As mentioned above, once the arrangement has been approved the supervisor will oversee its implementation and running. One of the terms that is required to be included will state what will happen in the event of a default in the terms of the arrangement, which will include most commonly where the company is unable to keep up the contributions. In most cases the terms of a voluntary arrangement will indicate that where a breach has occurred it will be necessary for the supervisor to issue a certificate of termination and seek to wind up the company by issuing a winding up petition in the court.
Company Voluntary Arrangement (CVA)- FAQ’s
Who can propose a Company Voluntary Arrangement (CVA)?
In most cases the company directors will initiate CVA proceedings but the liquidator or administrator can also promote a CVA on behalf of the company.
What are the costs?
An insolvency practitioner will initially review your case free of charge, every case is different and therefore we need to understand your circumstances before providing appropriate advice. It is only when you are happy with the advice the insolvency practitioner will look at your specific needs and the complexity of the case before outlining and agreeing any fees.
As a director what information do I need to provide to an insolvency practitioner?
An insolvency practitioner will need various information about the company including, trading history, financial accounts, cash flow forecasts, and the reasons behind the company’s current situation. It is important as a director you ensure all information is made available to us and is accurate, such as any previous legal proceedings or financial difficulties the company has experienced.
What needs to be considered for a CVA?
For a CVA to be considered an appropriate solution there are several aspects to consider:
What is the majority vote at the meeting?
The meeting decides whether to approve the voluntary arrangement through a majority vote.

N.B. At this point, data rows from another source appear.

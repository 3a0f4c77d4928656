//! TOML configuration for the client.
//!
//! The default location is the platform config directory:
//! - Windows:  `%APPDATA%\AmiClient\config.toml`
//! - Linux:    `~/.config/ami-client/config.toml`
//! - macOS:    `~/Library/Application Support/AmiClient/config.toml`
//!
//! ```toml
//! [connection]
//! host = "pbx.example.net"
//! port = 5038
//! response_timeout_ms = 5000
//!
//! [credentials]
//! username = "monitor"
//! secret = "change-me"
//! events = "on"
//!
//! [protocol]
//! malformed_frame_policy = "attach_to_last_action"
//! ```
//!
//! Every field has a default, so a missing file or a partial file is fine.

use std::fmt;
use std::path::{Path, PathBuf};
use std::time::Duration;

use ami_core::protocol::{LoginAction, MalformedFramePolicy, DEFAULT_MAX_BUFFERED_BYTES};
use serde::{Deserialize, Serialize};
use thiserror::Error;

use crate::application::engine::EngineOptions;

/// Error type for configuration file operations.
#[derive(Debug, Error)]
pub enum ConfigError {
    /// The platform config directory could not be determined.
    #[error("could not determine platform config directory")]
    NoPlatformConfigDir,

    /// A file system I/O error occurred.
    #[error("I/O error accessing config at {path}: {source}")]
    Io {
        path: PathBuf,
        #[source]
        source: std::io::Error,
    },

    /// The TOML content could not be parsed.
    #[error("failed to parse config TOML: {0}")]
    Parse(#[from] toml::de::Error),

    /// The config could not be serialized to TOML.
    #[error("failed to serialize config: {0}")]
    Serialize(#[from] toml::ser::Error),
}

// ── Config schema types ───────────────────────────────────────────────────────

/// Top-level client configuration.
#[derive(Debug, Clone, Default, Serialize, Deserialize, PartialEq)]
pub struct ClientConfig {
    #[serde(default)]
    pub connection: ConnectionConfig,
    #[serde(default)]
    pub credentials: CredentialsConfig,
    #[serde(default)]
    pub protocol: ProtocolConfig,
    #[serde(default)]
    pub logging: LoggingConfig,
}

/// Where and how to connect.
#[derive(Debug, Clone, Serialize, Deserialize, PartialEq)]
pub struct ConnectionConfig {
    /// Only `"tcp"` is supported.
    #[serde(default = "default_scheme")]
    pub scheme: String,
    #[serde(default = "default_host")]
    pub host: String,
    #[serde(default = "default_port")]
    pub port: u16,
    #[serde(default = "default_connect_timeout_ms")]
    pub connect_timeout_ms: u64,
    /// Deadline for the login response and the default for `call`.
    #[serde(default = "default_response_timeout_ms")]
    pub response_timeout_ms: u64,
    /// Largest chunk requested from the socket per read.
    #[serde(default = "default_read_chunk_size")]
    pub read_chunk_size: usize,
}

impl ConnectionConfig {
    /// `host:port`, as passed to the socket connect call.
    pub fn address(&self) -> String {
        format!("{}:{}", self.host, self.port)
    }

    pub fn connect_timeout(&self) -> Duration {
        Duration::from_millis(self.connect_timeout_ms)
    }

    pub fn response_timeout(&self) -> Duration {
        Duration::from_millis(self.response_timeout_ms)
    }
}

/// Login credentials.
#[derive(Clone, Default, Serialize, Deserialize, PartialEq)]
pub struct CredentialsConfig {
    #[serde(default)]
    pub username: String,
    #[serde(default)]
    pub secret: String,
    /// Value of the Login `Events` field, e.g. `"on"` or `"off"`.
    #[serde(default, skip_serializing_if = "Option::is_none")]
    pub events: Option<String>,
}

impl fmt::Debug for CredentialsConfig {
    fn fmt(&self, f: &mut fmt::Formatter<'_>) -> fmt::Result {
        f.debug_struct("CredentialsConfig")
            .field("username", &self.username)
            .field("secret", &"********")
            .field("events", &self.events)
            .finish()
    }
}

/// Protocol handling knobs.
#[derive(Debug, Clone, Serialize, Deserialize, PartialEq)]
pub struct ProtocolConfig {
    /// Substring the greeting line must contain.
    #[serde(default = "default_banner_marker")]
    pub banner_marker: String,
    #[serde(default)]
    pub malformed_frame_policy: MalformedFramePolicy,
    /// Largest unterminated frame accepted before the connection is dropped.
    #[serde(default = "default_max_buffered_bytes")]
    pub max_buffered_bytes: usize,
}

/// Logging settings.
#[derive(Debug, Clone, Serialize, Deserialize, PartialEq)]
pub struct LoggingConfig {
    /// `tracing` level: `"error"`, `"warn"`, `"info"`, `"debug"`, `"trace"`.
    #[serde(default = "default_log_level")]
    pub log_level: String,
}

impl From<&ClientConfig> for EngineOptions {
    fn from(config: &ClientConfig) -> Self {
        let mut login = LoginAction::new(&config.credentials.username, &config.credentials.secret);
        login.events = config.credentials.events.clone();
        Self {
            login,
            banner_marker: config.protocol.banner_marker.clone(),
            malformed_frame_policy: config.protocol.malformed_frame_policy,
            max_buffered_bytes: config.protocol.max_buffered_bytes,
            read_chunk_size: config.connection.read_chunk_size,
            response_timeout: config.connection.response_timeout(),
        }
    }
}

// ── Default helpers ───────────────────────────────────────────────────────────

fn default_scheme() -> String {
    "tcp".to_string()
}
fn default_host() -> String {
    "127.0.0.1".to_string()
}
fn default_port() -> u16 {
    5038
}
fn default_connect_timeout_ms() -> u64 {
    10_000
}
fn default_response_timeout_ms() -> u64 {
    10_000
}
fn default_read_chunk_size() -> usize {
    65_535
}
fn default_banner_marker() -> String {
    "Asterisk".to_string()
}
fn default_max_buffered_bytes() -> usize {
    DEFAULT_MAX_BUFFERED_BYTES
}
fn default_log_level() -> String {
    "info".to_string()
}

impl Default for ConnectionConfig {
    fn default() -> Self {
        Self {
            scheme: default_scheme(),
            host: default_host(),
            port: default_port(),
            connect_timeout_ms: default_connect_timeout_ms(),
            response_timeout_ms: default_response_timeout_ms(),
            read_chunk_size: default_read_chunk_size(),
        }
    }
}

impl Default for ProtocolConfig {
    fn default() -> Self {
        Self {
            banner_marker: default_banner_marker(),
            malformed_frame_policy: MalformedFramePolicy::default(),
            max_buffered_bytes: default_max_buffered_bytes(),
        }
    }
}

impl Default for LoggingConfig {
    fn default() -> Self {
        Self {
            log_level: default_log_level(),
        }
    }
}

// ── Config repository ─────────────────────────────────────────────────────────

/// Resolves the default config file path for this platform.
///
/// # Errors
///
/// Returns [`ConfigError::NoPlatformConfigDir`] when the platform config base
/// directory cannot be determined from the environment.
pub fn default_config_path() -> Result<PathBuf, ConfigError> {
    platform_config_dir()
        .map(|dir| dir.join("config.toml"))
        .ok_or(ConfigError::NoPlatformConfigDir)
}

/// Loads the config at `path`, returning `ClientConfig::default()` if the
/// file does not exist.
///
/// # Errors
///
/// Returns [`ConfigError::Io`] for file-system errors other than "not found",
/// and [`ConfigError::Parse`] if the TOML is malformed.
pub fn load_config(path: &Path) -> Result<ClientConfig, ConfigError> {
    match std::fs::read_to_string(path) {
        Ok(content) => Ok(toml::from_str(&content)?),
        Err(e) if e.kind() == std::io::ErrorKind::NotFound => Ok(ClientConfig::default()),
        Err(source) => Err(ConfigError::Io {
            path: path.to_path_buf(),
            source,
        }),
    }
}

/// Writes `config` to `path`, creating parent directories.
///
/// # Errors
///
/// Returns [`ConfigError::Io`] for file-system failures or
/// [`ConfigError::Serialize`] if serialization fails.
pub fn save_config(path: &Path, config: &ClientConfig) -> Result<(), ConfigError> {
    if let Some(dir) = path.parent() {
        std::fs::create_dir_all(dir).map_err(|source| ConfigError::Io {
            path: dir.to_path_buf(),
            source,
        })?;
    }

    let content = toml::to_string_pretty(config)?;
    std::fs::write(path, content).map_err(|source| ConfigError::Io {
        path: path.to_path_buf(),
        source,
    })
}

fn platform_config_dir() -> Option<PathBuf> {
    #[cfg(target_os = "windows")]
    {
        std::env::var_os("APPDATA").map(|p| PathBuf::from(p).join("AmiClient"))
    }

    #[cfg(target_os = "macos")]
    {
        std::env::var_os("HOME").map(|h| {
            PathBuf::from(h)
                .join("Library")
                .join("Application Support")
                .join("AmiClient")
        })
    }

    #[cfg(not(any(target_os = "windows", target_os = "macos")))]
    {
        let base = std::env::var_os("XDG_CONFIG_HOME")
            .map(PathBuf::from)
            .or_else(|| std::env::var_os("HOME").map(|h| PathBuf::from(h).join(".config")))?;
        Some(base.join("ami-client"))
    }
}

// ── Tests ─────────────────────────────────────────────────────────────────────

#[cfg(test)]
mod tests {
    use super::*;

    #[test]
    fn test_default_config_targets_local_manager_port() {
        // Arrange / Act
        let cfg = ClientConfig::default();

        // Assert
        assert_eq!(cfg.connection.scheme, "tcp");
        assert_eq!(cfg.connection.address(), "127.0.0.1:5038");
        assert_eq!(cfg.connection.response_timeout(), Duration::from_secs(10));
        assert_eq!(cfg.connection.read_chunk_size, 65_535);
        assert_eq!(cfg.protocol.banner_marker, "Asterisk");
        assert_eq!(cfg.protocol.malformed_frame_policy, MalformedFramePolicy::Drop);
        assert_eq!(cfg.logging.log_level, "info");
    }

    #[test]
    fn test_empty_toml_uses_defaults() {
        let cfg: ClientConfig = toml::from_str("").expect("deserialize empty");
        assert_eq!(cfg, ClientConfig::default());
    }

    #[test]
    fn test_partial_sections_override_only_given_fields() {
        // Arrange
        let toml_str = r#"
[connection]
host = "10.0.0.5"

[credentials]
username = "admin"
secret = "amp111"

[protocol]
malformed_frame_policy = "attach_to_last_action"
"#;

        // Act
        let cfg: ClientConfig = toml::from_str(toml_str).expect("deserialize partial");

        // Assert
        assert_eq!(cfg.connection.host, "10.0.0.5");
        assert_eq!(cfg.connection.port, 5038);
        assert_eq!(cfg.credentials.username, "admin");
        assert_eq!(cfg.credentials.events, None);
        assert_eq!(
            cfg.protocol.malformed_frame_policy,
            MalformedFramePolicy::AttachToLastAction
        );
    }

    #[test]
    fn test_unknown_policy_is_a_parse_error() {
        let result: Result<ClientConfig, _> =
            toml::from_str("[protocol]\nmalformed_frame_policy = \"guess\"");
        assert!(result.is_err());
    }

    #[test]
    fn test_debug_output_redacts_secret() {
        let creds = CredentialsConfig {
            username: "admin".into(),
            secret: "amp111".into(),
            events: None,
        };
        let debug = format!("{creds:?}");
        assert!(debug.contains("admin"));
        assert!(!debug.contains("amp111"));
    }

    #[test]
    fn test_load_config_returns_default_when_file_absent() {
        let dir = tempfile::tempdir().expect("tempdir");
        let cfg = load_config(&dir.path().join("missing.toml")).expect("load");
        assert_eq!(cfg, ClientConfig::default());
    }

    #[test]
    fn test_load_config_reports_malformed_toml() {
        let dir = tempfile::tempdir().expect("tempdir");
        let path = dir.path().join("config.toml");
        std::fs::write(&path, "[[[ not valid toml").unwrap();
        assert!(matches!(load_config(&path), Err(ConfigError::Parse(_))));
    }

    #[test]
    fn test_save_and_load_round_trip_creates_parent_dirs() {
        // Arrange
        let dir = tempfile::tempdir().expect("tempdir");
        let path = dir.path().join("nested").join("ami").join("config.toml");
        let mut cfg = ClientConfig::default();
        cfg.connection.port = 15038;
        cfg.credentials.username = "monitor".into();
        cfg.credentials.events = Some("off".into());
        cfg.logging.log_level = "debug".into();

        // Act
        save_config(&path, &cfg).expect("save");
        let loaded = load_config(&path).expect("load");

        // Assert
        assert_eq!(loaded, cfg);
    }

    #[test]
    fn test_none_events_is_omitted_from_toml() {
        let toml_str = toml::to_string_pretty(&ClientConfig::default()).expect("serialize");
        assert!(!toml_str.contains("events"));
    }

    #[test]
    fn test_default_config_path_ends_with_config_toml() {
        if let Ok(path) = default_config_path() {
            assert!(path.ends_with("config.toml"), "got {path:?}");
        }
    }

    #[test]
    fn test_engine_options_follow_config() {
        // Arrange
        let mut cfg = ClientConfig::default();
        cfg.credentials.username = "monitor".into();
        cfg.credentials.secret = "s3cret".into();
        cfg.credentials.events = Some("off".into());
        cfg.connection.response_timeout_ms = 2_500;
        cfg.protocol.malformed_frame_policy = MalformedFramePolicy::AttachToLastAction;

        // Act
        let options = EngineOptions::from(&cfg);

        // Assert
        assert_eq!(options.login.username, "monitor");
        assert_eq!(options.login.events.as_deref(), Some("off"));
        assert_eq!(options.response_timeout, Duration::from_millis(2_500));
        assert_eq!(options.malformed_frame_policy, MalformedFramePolicy::AttachToLastAction);
        assert!(!format!("{options:?}").contains("s3cret"));
    }
}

If 75% of the unsecured creditors agree to the proposal, it is then binding on all creditors who had notice of the meeting and were entitled to vote. If the meeting of creditors and shareholders approves a voluntary arrangement, the nominee(or other insolvency practitioner), becomes the supervisor of the arrangement and is responsible to monitor the compliance during the terms of the CVA.
Will the bank be involved in the CVA?
In the event that the bank is a secured creditor they will not be bound by the terms of the CVA. However it is important you build a good relationship with any secure creditors and gain support through any financial difficulty the company is experiencing.
Can the CVA be adapted if circumstances within the company change?
A variation to the terms of the CVA must be agreed by creditors with a 75% majority vote. Any variation should be presented at a meeting of creditors where they will decide if the amendments are agreeable and the terms of the CVA should be changed going forward.
Can the company continue to trade whilst the CVA is proposal is being considered?
It is in the best interests of the company and the creditors if the company can continue to trade.
How will this affect employees?
Changes will need to be made to the business to increase and sustain profitability. Management will need to discuss these changes with employees ensuring the necessary improvements are made. Employees may be affected in various ways such as redundancy or role changes, it is important to inform them as early as possible and implement the changes quickly.
Will Personal Guarantees still stand if the CVA is proposed?
Yes all personal guarantees will be in effect until all outstanding debt has been paid and the account is cleared.